Carnegie Mellon University - Engineering and Public Policy (EPP); Carnegie Mellon University - David A. Tepper School of Business

Date Written: September 1, 2003


This paper provides a framework for understanding competition and industry structure in the context of Fiber to the Home (FTTH). We present engineering cost models, which indicate that FTTH is a decreasing cost industry, thereby making facilities based competition an unlikely outcome. Non-facilities based competition (or service level competition) in FTTH can happen in data-link layer (or transport) services via unbundled dark fiber (i.e. unbundled network elements) and in higher layer (voice, video and data) services via logical layer unbundling (or open access). FTTH architectures differ in the extent to which they support unbundling and therefore the extent of non-facilities based competition in FTTH depends on the architecture of the shared network over which multiple service providers offer service. Among the four different FTTH architectures considered, the curbside single-wavelength Passive Optical Network architecture (PON) that has isolated pole-mounted splitters has the most economical fiber plant but permits unbundling only at the logical layer. Consequently, though a PON supports ‘open access’ based competition in higher layer services like voice, data and switched digital video, it does not facilitate competition in data-link layer services or in the provision of analog broadcast video services. In complete contrast, the Home Run architecture has the highest initial (fiber related) capital cost, but permits unbundling of both the physical plant and at the logical layer. The Home Run architecture therefore supports a per subscriber choice of data-link layer services (via UNE based competition) as well as competition in higher layer voice, video and data services (via open access).

This work further identifies deployment strategies, which can facilitate physical plant unbundling at costs much lower than the Home Run architecture. Physical plant unbundling is made possible by establishing Optimal Fiber Aggregation Points (OFAPs) that aggregate multiple distribution fibers (or homes). Unbundling is achieved at the cost of longer distribution loop lengths (vis-à-vis a curbside PON). Ideally, both passive splitters and active electronics can be deployed at an OFAP. OFAP architectures further lead to higher utilization of splitter and Optical Line Termination (OLT) ports in markets that have less than 100% penetration thereby providing the service provider with a real option to (i) defer investment in OLT ports (ii) deploy multiple data-link layer technologies and (iii) effectively phase in new technologies - under both monopoly and competition.

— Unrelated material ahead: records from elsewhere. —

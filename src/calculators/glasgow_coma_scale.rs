//! Glasgow Coma Scale

use serde::{Deserialize, Serialize};
use serde_json::json;
use validator::Validate;

use crate::core::{classify, Band, Calculator};
use crate::error::CalcError;
use crate::models::{ScoreMetadata, ScoreResult};

const SEVERITY: [Band; 3] = [
    Band::new(f64::NEG_INFINITY, "Severe Brain Injury", "Comatose patient"),
    Band::new(9.0, "Moderate Brain Injury", "Moderate impairment of consciousness"),
    Band::new(13.0, "Mild Brain Injury", "Alert to mildly confused"),
];

#[derive(Debug, Clone, Serialize, Deserialize, Validate)]
pub struct GlasgowComaScaleRequest {
    #[validate(range(min = 1, max = 4))]
    pub eye_opening: u8,
    #[validate(range(min = 1, max = 5))]
    pub verbal_response: u8,
    #[validate(range(min = 1, max = 6))]
    pub motor_response: u8,
}

pub struct GlasgowComaScale;

fn eye_label(score: u8) -> &'static str {
    match score {
        4 => "Spontaneous",
        3 => "To verbal command",
        2 => "To pain",
        _ => "No eye opening",
    }
}

fn verbal_label(score: u8) -> &'static str {
    match score {
        5 => "Oriented",
        4 => "Confused",
        3 => "Inappropriate words",
        2 => "Incomprehensible sounds",
        _ => "No verbal response",
    }
}

fn motor_label(score: u8) -> &'static str {
    match score {
        6 => "Obeys commands",
        5 => "Localizes pain",
        4 => "Withdrawal from pain",
        3 => "Abnormal flexion (decorticate)",
        2 => "Extension (decerebrate)",
        _ => "No motor response",
    }
}

impl Calculator for GlasgowComaScale {
    const ID: &'static str = "glasgow_coma_scale";
    type Params = GlasgowComaScaleRequest;

    fn metadata() -> ScoreMetadata {
        ScoreMetadata {
            title: "Glasgow Coma Scale (GCS)",
            description: "Estimates coma severity from eye, verbal and motor responses",
            category: "neurology",
            version: Some("1974"),
            references: &[
                "Teasdale G, Jennett B. Assessment of coma and impaired consciousness. A practical scale. Lancet. 1974;2(7872):81-4.",
            ],
        }
    }

    fn example() -> GlasgowComaScaleRequest {
        GlasgowComaScaleRequest { eye_opening: 3, verbal_response: 4, motor_response: 6 }
    }

    fn calculate(params: &GlasgowComaScaleRequest) -> Result<ScoreResult, CalcError> {
        let total = i64::from(params.eye_opening) + i64::from(params.verbal_response) + i64::from(params.motor_response);
        let band = classify(total as f64, &SEVERITY)?;

        let interpretation = format!(
            "GCS {} (E{} V{} M{}). {}. Eye: {}; verbal: {}; motor: {}.",
            total,
            params.eye_opening,
            params.verbal_response,
            params.motor_response,
            band.description,
            eye_label(params.eye_opening).to_lowercase(),
            verbal_label(params.verbal_response).to_lowercase(),
            motor_label(params.motor_response).to_lowercase(),
        );

        Ok(ScoreResult::new(total, "points", interpretation, band.stage, band.description).with(
            "components",
            json!({
                "eye_opening": { "score": params.eye_opening, "description": eye_label(params.eye_opening) },
                "verbal_response": { "score": params.verbal_response, "description": verbal_label(params.verbal_response) },
                "motor_response": { "score": params.motor_response, "description": motor_label(params.motor_response) },
            }),
        ))
    }
}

As a result of the FCC’s recent Triennial Review decision, incumbents who invest in FTTH are not obligated to offer UNEs at regulated rates. In deploying fiber to the home, incumbents may consider it unnecessary, therefore, to adopt an architecture that enables physical plant unbundling or they may be tempted to design the deployed fiber architecture in a way that eliminates the potential for future competition based on unbundled dark fiber elements even at negotiated rates. This paper argues why it may be desirable to have the option of deploying multiple data-link layer technologies and goes on to show that the minimum cost fiber network - taking into account the real options an OFAP provides - results in fiber layout, which is, in fact, hospitable to physical plant unbundling and Unbundled Network Element (UNE) competition. Such a fiber layout can, conceivably, support both point-to-multi-point (P2MP) PON architectures as well as point-to-point (P2P) active star and home run architectures.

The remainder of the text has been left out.